◆ Collected data ◆
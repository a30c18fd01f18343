use crate::catalog::PathId;
use crate::error::{MetaError, ResourceType};
use im::OrdMap;
use serde::{Deserialize, Serialize};

#[derive(Debug, Clone, Copy, PartialEq, Eq, Serialize, Deserialize)]
pub enum QuotaCounter {
    Objects,
    StreamPartitions,
    ReservedStorage,
    ReservedThroughput,
}

impl std::fmt::Display for QuotaCounter {
    fn fmt(&self, f: &mut std::fmt::Formatter<'_>) -> std::fmt::Result {
        match self {
            QuotaCounter::Objects => write!(f, "objects"),
            QuotaCounter::StreamPartitions => write!(f, "stream_partitions"),
            QuotaCounter::ReservedStorage => write!(f, "reserved_storage"),
            QuotaCounter::ReservedThroughput => write!(f, "reserved_throughput"),
        }
    }
}

/// Aggregate counters of one domain.
#[derive(Debug, Clone, Copy, PartialEq, Eq, Default, Serialize, Deserialize)]
pub struct DomainInfo {
    pub objects: u64,
    pub stream_partitions: u64,
    pub reserved_storage_bytes: u64,
    pub reserved_throughput_bps: u64,
}

#[derive(Debug, Clone, Copy, PartialEq, Eq, Default, Serialize, Deserialize)]
pub struct DomainLimits {
    pub max_paths: Option<u64>,
    pub max_stream_partitions: Option<u64>,
    pub max_reserved_storage_bytes: Option<u64>,
}

/// Signed change to a domain's counters.
#[derive(Debug, Clone, Copy, PartialEq, Eq, Default, Serialize, Deserialize)]
pub struct QuotaDelta {
    pub objects: i64,
    pub partitions: i64,
    pub storage_bytes: i64,
    pub throughput_bps: i64,
}

impl QuotaDelta {
    pub fn objects(objects: i64) -> Self {
        Self {
            objects,
            ..Self::default()
        }
    }

    pub fn negated(&self) -> Self {
        Self {
            objects: -self.objects,
            partitions: -self.partitions,
            storage_bytes: -self.storage_bytes,
            throughput_bps: -self.throughput_bps,
        }
    }

    pub fn is_zero(&self) -> bool {
        *self == Self::default()
    }
}

fn apply_counter(
    domain_id: PathId,
    counter: QuotaCounter,
    value: u64,
    delta: i64,
) -> Result<u64, MetaError> {
    let applied = if delta >= 0 {
        value.checked_add(delta.unsigned_abs())
    } else {
        value.checked_sub(delta.unsigned_abs())
    };
    applied.ok_or(if delta >= 0 {
        MetaError::QuotaOverflow { domain_id, counter }
    } else {
        MetaError::QuotaUnderflow { domain_id, counter }
    })
}

impl DomainInfo {
    /// Counters after `delta`, or the first counter that would leave `u64`.
    pub fn applied(&self, domain_id: PathId, delta: &QuotaDelta) -> Result<DomainInfo, MetaError> {
        Ok(DomainInfo {
            objects: apply_counter(domain_id, QuotaCounter::Objects, self.objects, delta.objects)?,
            stream_partitions: apply_counter(
                domain_id,
                QuotaCounter::StreamPartitions,
                self.stream_partitions,
                delta.partitions,
            )?,
            reserved_storage_bytes: apply_counter(
                domain_id,
                QuotaCounter::ReservedStorage,
                self.reserved_storage_bytes,
                delta.storage_bytes,
            )?,
            reserved_throughput_bps: apply_counter(
                domain_id,
                QuotaCounter::ReservedThroughput,
                self.reserved_throughput_bps,
                delta.throughput_bps,
            )?,
        })
    }

    /// First limit the counters exceed; only growing counters are judged, so
    /// releasing quota is never blocked by a limit lowered after the fact.
    pub fn exceeded_limit(&self, limits: &DomainLimits, delta: &QuotaDelta) -> Option<QuotaCounter> {
        let over = |limit: Option<u64>, value: u64, change: i64| {
            change > 0 && limit.is_some_and(|limit| value > limit)
        };
        if over(limits.max_paths, self.objects, delta.objects) {
            return Some(QuotaCounter::Objects);
        }
        if over(
            limits.max_stream_partitions,
            self.stream_partitions,
            delta.partitions,
        ) {
            return Some(QuotaCounter::StreamPartitions);
        }
        if over(
            limits.max_reserved_storage_bytes,
            self.reserved_storage_bytes,
            delta.storage_bytes,
        ) {
            return Some(QuotaCounter::ReservedStorage);
        }
        None
    }
}

/// Persisted configuration record of a domain.
#[derive(Debug, Clone, PartialEq, Eq, Serialize, Deserialize)]
pub struct DomainConfig {
    pub name: String,
    pub limits: DomainLimits,
}

#[derive(Debug, Clone, Copy, PartialEq, Eq, Default)]
pub struct DomainEntry {
    pub info: DomainInfo,
    pub limits: DomainLimits,
}

/// Per-domain quota counters.
///
/// The ledger itself is a plain value; atomicity with the journal comes from
/// the operation context mutating a working copy that is only installed
/// after the journal accepted the batch.
#[derive(Debug, Clone, PartialEq, Eq, Default)]
pub struct QuotaLedger {
    domains: OrdMap<PathId, DomainEntry>,
}

impl QuotaLedger {
    pub fn domain_counters(&self, domain_id: PathId) -> Option<DomainInfo> {
        self.domains.get(&domain_id).map(|entry| entry.info)
    }

    pub fn limits(&self, domain_id: PathId) -> Option<DomainLimits> {
        self.domains.get(&domain_id).map(|entry| entry.limits)
    }

    pub fn domains(&self) -> impl Iterator<Item = (&PathId, &DomainEntry)> {
        self.domains.iter()
    }

    pub(crate) fn register_domain(&mut self, domain_id: PathId, limits: DomainLimits) {
        self.domains.insert(
            domain_id,
            DomainEntry {
                info: DomainInfo::default(),
                limits,
            },
        );
    }

    /// Applies `delta` to every counter or to none of them.
    pub(crate) fn apply_delta(
        &mut self,
        domain_id: PathId,
        delta: &QuotaDelta,
    ) -> Result<DomainInfo, MetaError> {
        let entry = self
            .domains
            .get_mut(&domain_id)
            .ok_or_else(|| MetaError::NotFound {
                resource_type: ResourceType::Domain,
                resource_id: domain_id.to_string(),
            })?;
        let next = entry.info.applied(domain_id, delta)?;
        entry.info = next;
        Ok(next)
    }

    /// Like [`Self::apply_delta`] but also refuses growth past the limits.
    pub(crate) fn reserve(
        &mut self,
        domain_id: PathId,
        delta: &QuotaDelta,
    ) -> Result<Result<DomainInfo, QuotaCounter>, MetaError> {
        let Some(entry) = self.domains.get(&domain_id) else {
            return Err(MetaError::NotFound {
                resource_type: ResourceType::Domain,
                resource_id: domain_id.to_string(),
            });
        };
        let next = entry.info.applied(domain_id, delta)?;
        if let Some(counter) = next.exceeded_limit(&entry.limits, delta) {
            return Ok(Err(counter));
        }
        self.apply_delta(domain_id, delta).map(Ok)
    }

    pub(crate) fn restore_counters(&mut self, domain_id: PathId, info: DomainInfo) {
        let mut entry = self.domains.get(&domain_id).copied().unwrap_or_default();
        entry.info = info;
        self.domains.insert(domain_id, entry);
    }

    pub(crate) fn restore_limits(&mut self, domain_id: PathId, limits: DomainLimits) {
        let mut entry = self.domains.get(&domain_id).copied().unwrap_or_default();
        entry.limits = limits;
        self.domains.insert(domain_id, entry);
    }
}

◆ Aim of the exercise ◆
Pull out every line holding "DomainEntry" from the records above, and copy it.

◆ Answer to the problem ◆
pub struct DomainEntry {
    domains: OrdMap<PathId, DomainEntry>,
    pub fn domains(&self) -> impl Iterator<Item = (&PathId, &DomainEntry)> {
            DomainEntry {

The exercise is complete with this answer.